AUTHOR=Ghione Silvia , Racoeur Cindy , Mabrouk Nesrine , Shan Jingxuan , Groetz Emma , Ballot Elise , Truntzer Caroline , Chouchane Lotfi , Végran Frédérique , Paul Catherine , Plenchette Stéphanie , Bettaieb Ali 

TITLE=Protein Kinase Inhibitor-Mediated Immunoprophylactic and Immunotherapeutic Control of Colon Cancer

JOURNAL=Frontiers in Immunology

VOLUME=Volume 13 - 2022

YEAR=2022

URL=https://www.frontiersin.org/journals/immunology/articles/10.3389/fimmu.2022.875764

DOI=10.3389/fimmu.2022.875764

ISSN=1664-3224

ABSTRACT=Immunotherapy has allowed major advances in oncology in the past years, in particular with the development of the immune checkpoint inhibitors, but the clinical benefits are still limited, particularly in colorectal cancer (CRC).

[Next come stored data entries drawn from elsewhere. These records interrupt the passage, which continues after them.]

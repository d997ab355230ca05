//! # Kernel Boot Information

use crate::memory::{PAGE_SIZE, TOTAL_MEMORY_PTR};
use kernel_memory_addresses::PhysicalAddress;

/// Information the loader leaves behind for the memory subsystem.
///
/// The loader probes the RAM size (BIOS `E820`/`E801`/`88h`) before entering
/// protected mode and stores it as a single `u32` at [`TOTAL_MEMORY_PTR`].
#[repr(C)]
#[derive(Copy, Clone, Debug, Eq, PartialEq)]
pub struct BootInfo {
    /// Total installed RAM in bytes.
    pub total_memory: u32,
}

impl BootInfo {
    /// Physical location of the handoff record.
    pub const LOCATION: PhysicalAddress = TOTAL_MEMORY_PTR;

    #[must_use]
    pub const fn new(total_memory: u32) -> Self {
        Self { total_memory }
    }

    /// Installed RAM in whole frames; a trailing partial frame is ignored.
    #[must_use]
    pub const fn total_frames(&self) -> u32 {
        self.total_memory / PAGE_SIZE
    }
}
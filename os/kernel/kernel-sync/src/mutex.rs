use crate::{RawLock, RawUnlock};
use core::cell::UnsafeCell;
use core::fmt;
use core::ops::{Deref, DerefMut};

/// A value guarded by a raw lock `R`.
pub struct Mutex<T, R> {
    raw: R,
    cell: UnsafeCell<T>,
}

// Safety: the raw lock serializes all access to the cell.
unsafe impl<T: Send, R: Sync> Sync for Mutex<T, R> {}
unsafe impl<T: Send, R: Send> Send for Mutex<T, R> {}

impl<T, R> Mutex<T, R> {
    pub const fn from_raw(raw: R, value: T) -> Self {
        Self {
            raw,
            cell: UnsafeCell::new(value),
        }
    }

    /// Exclusive access without locking; `&mut self` rules out contention.
    #[inline]
    pub const fn get_mut(&mut self) -> &mut T {
        self.cell.get_mut()
    }

    #[inline]
    pub fn into_inner(self) -> T {
        self.cell.into_inner()
    }
}

impl<T, R> Mutex<T, R>
where
    R: RawLock + RawUnlock,
{
    #[inline]
    pub fn lock(&self) -> MutexGuard<'_, T, R> {
        self.raw.raw_lock();
        MutexGuard { m: self }
    }

    #[inline]
    pub fn try_lock(&self) -> Option<MutexGuard<'_, T, R>> {
        if self.raw.raw_try_lock() {
            Some(MutexGuard { m: self })
        } else {
            None
        }
    }

    /// Run `f` with the lock held.
    #[inline]
    pub fn with_lock<U>(&self, f: impl FnOnce(&mut T) -> U) -> U {
        let mut g = self.lock();
        f(&mut g)
    }

    /// Snapshot of the lock word; racy by nature, meant for assertions.
    #[inline]
    pub fn is_locked(&self) -> bool {
        self.raw.raw_is_locked()
    }
}

impl<T, R> fmt::Debug for Mutex<T, R>
where
    R: RawLock,
{
    fn fmt(&self, f: &mut fmt::Formatter<'_>) -> fmt::Result {
        f.debug_struct("Mutex")
            .field("locked", &self.raw.raw_is_locked())
            .finish_non_exhaustive()
    }
}

pub struct MutexGuard<'a, T, R>
where
    R: RawUnlock,
{
    m: &'a Mutex<T, R>,
}

impl<T, R> Deref for MutexGuard<'_, T, R>
where
    R: RawUnlock,
{
    type Target = T;

    fn deref(&self) -> &T {
        unsafe { &*self.m.cell.get() }
    }
}

impl<T, R> DerefMut for MutexGuard<'_, T, R>
where
    R: RawUnlock,
{
    fn deref_mut(&mut self) -> &mut T {
        unsafe { &mut *self.m.cell.get() }
    }
}

impl<T, R> Drop for MutexGuard<'_, T, R>
where
    R: RawUnlock,
{
    fn drop(&mut self) {
        unsafe { self.m.raw.raw_unlock() }
    }
}
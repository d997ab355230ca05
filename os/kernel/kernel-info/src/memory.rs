//! # Memory Layout

use kernel_memory_addresses::{PhysicalAddress, VirtualAddress};

/// Size of one page (and one frame) in bytes.
pub const PAGE_SIZE: u32 = 4096;

/// Number of entries in a page directory or page table.
pub const ENTRIES_PER_TABLE: u32 = 1024;

/// End of conventional low memory (BIOS, VGA, loader). Never handed out.
pub const LOW_MEMORY_END: u32 = 0x0010_0000; // 1 MiB

/// Physical frame holding the kernel page directory, set up by the loader.
pub const PAGE_DIRECTORY_PHYS: PhysicalAddress = PhysicalAddress::new(LOW_MEMORY_END);

/// Page tables the loader places directly behind the directory.
///
/// Directory entries 0 and 768 share the first table, entries 769..=1022
/// get one table each.
pub const BOOTSTRAP_TABLE_FRAMES: u32 = 255;

/// First physical byte past the directory and the bootstrap tables.
pub const RESERVED_PHYS_END: u32 = LOW_MEMORY_END + (1 + BOOTSTRAP_TABLE_FRAMES) * PAGE_SIZE;

/// Lowest physical address a free operation may ever return to a pool.
///
/// Everything below belongs to low memory, the page directory or the first
/// page table.
pub const MIN_FREEABLE_PHYS: u32 = 0x0010_2000;

/// Start of the kernel half of every address space.
pub const KERNEL_VIRT_BASE: u32 = 0xC000_0000;

/// First directory slot of the kernel half.
pub const KERNEL_PDE_FIRST: u32 = KERNEL_VIRT_BASE >> 22;

/// Directory slot that maps the directory onto itself.
pub const SELF_REF_PDE: u32 = ENTRIES_PER_TABLE - 1;

/// Base of the kernel heap window; low 1 MiB alias skipped.
pub const KERNEL_HEAP_START: VirtualAddress = VirtualAddress::new(KERNEL_VIRT_BASE + LOW_MEMORY_END);

/// End (exclusive) of the kernel heap window. The last 4 MiB belong to the
/// self-referential mapping.
pub const KERNEL_HEAP_END: u32 = SELF_REF_PDE << 22;

/// Lowest address a user task can reserve heap pages at.
pub const USER_VADDR_START: VirtualAddress = VirtualAddress::new(0x0804_8000);

/// Top of the user stack; the page right below is claimed at task creation.
pub const USER_STACK_TOP: u32 = KERNEL_VIRT_BASE;

/// Where the loader stores the probed RAM size (a `u32`, in bytes).
pub const TOTAL_MEMORY_PTR: PhysicalAddress = PhysicalAddress::new(0xB00);

/// Upper bound of pages a single page-level request may ask for.
pub const MAX_PAGES_PER_REQUEST: u32 = 3840;

const _: () = {
    assert!(PAGE_SIZE.is_power_of_two());
    assert!(RESERVED_PHYS_END == 0x0020_0000);
    assert!(MIN_FREEABLE_PHYS == LOW_MEMORY_END + 2 * PAGE_SIZE);
    assert!(KERNEL_PDE_FIRST == 768);
    assert!(KERNEL_PDE_FIRST + BOOTSTRAP_TABLE_FRAMES == SELF_REF_PDE);
    assert!(USER_VADDR_START.as_u32() < USER_STACK_TOP - PAGE_SIZE);
    assert!(KERNEL_HEAP_START.as_u32() < KERNEL_HEAP_END);
};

Our scientific approach is based on the search for an innovative immunotherapy with a final goal that aims to induce an effective antitumor immune response in CRC. Here we focused on a multikinase inhibitor, H89. We carried out in vivo experiments based on syngeneic mouse models of colon cancer in BALB/c mice and chemically colon tumorigenesis. Flow cytometry, RNAseq, RT-qPCR, antibody-specific immune cell depletion, and Western blot were used to identify the immune cell type involved in the preventive and antitumor activity of H89. We demonstrated that H89 delays colon oncogenesis and prevents tumor growth. This later effect seems to involve NK cells. H89 also inhibits colon tumor growth in a T-cells-dependent manner. Analysis of the immune landscape in the tumor microenvironment showed an increase of CD4+ Th1 cells and CD8+ cytotoxic T cells, but a decrease of CD4+ Treg cells infiltration. Mechanistically, we showed that H89 can promote naïve CD4+ T cells differentiation into Th1, decreases Treg differentiation and increases CD8+ T cells activation and cytotoxicity ex-vivo. Further, H89 induced an overexpression of genes involved in antitumor immune response, such as IL-15RA, which depletion counteracts the antitumor effect of H89. We also found that H89 regulated Akt/PP2A pathway axis, involved in TCR and IL-15 signaling transduction. Our findings identify the H89 as a potential strategy for immune system activation leading to the prevention and treatment of CRC.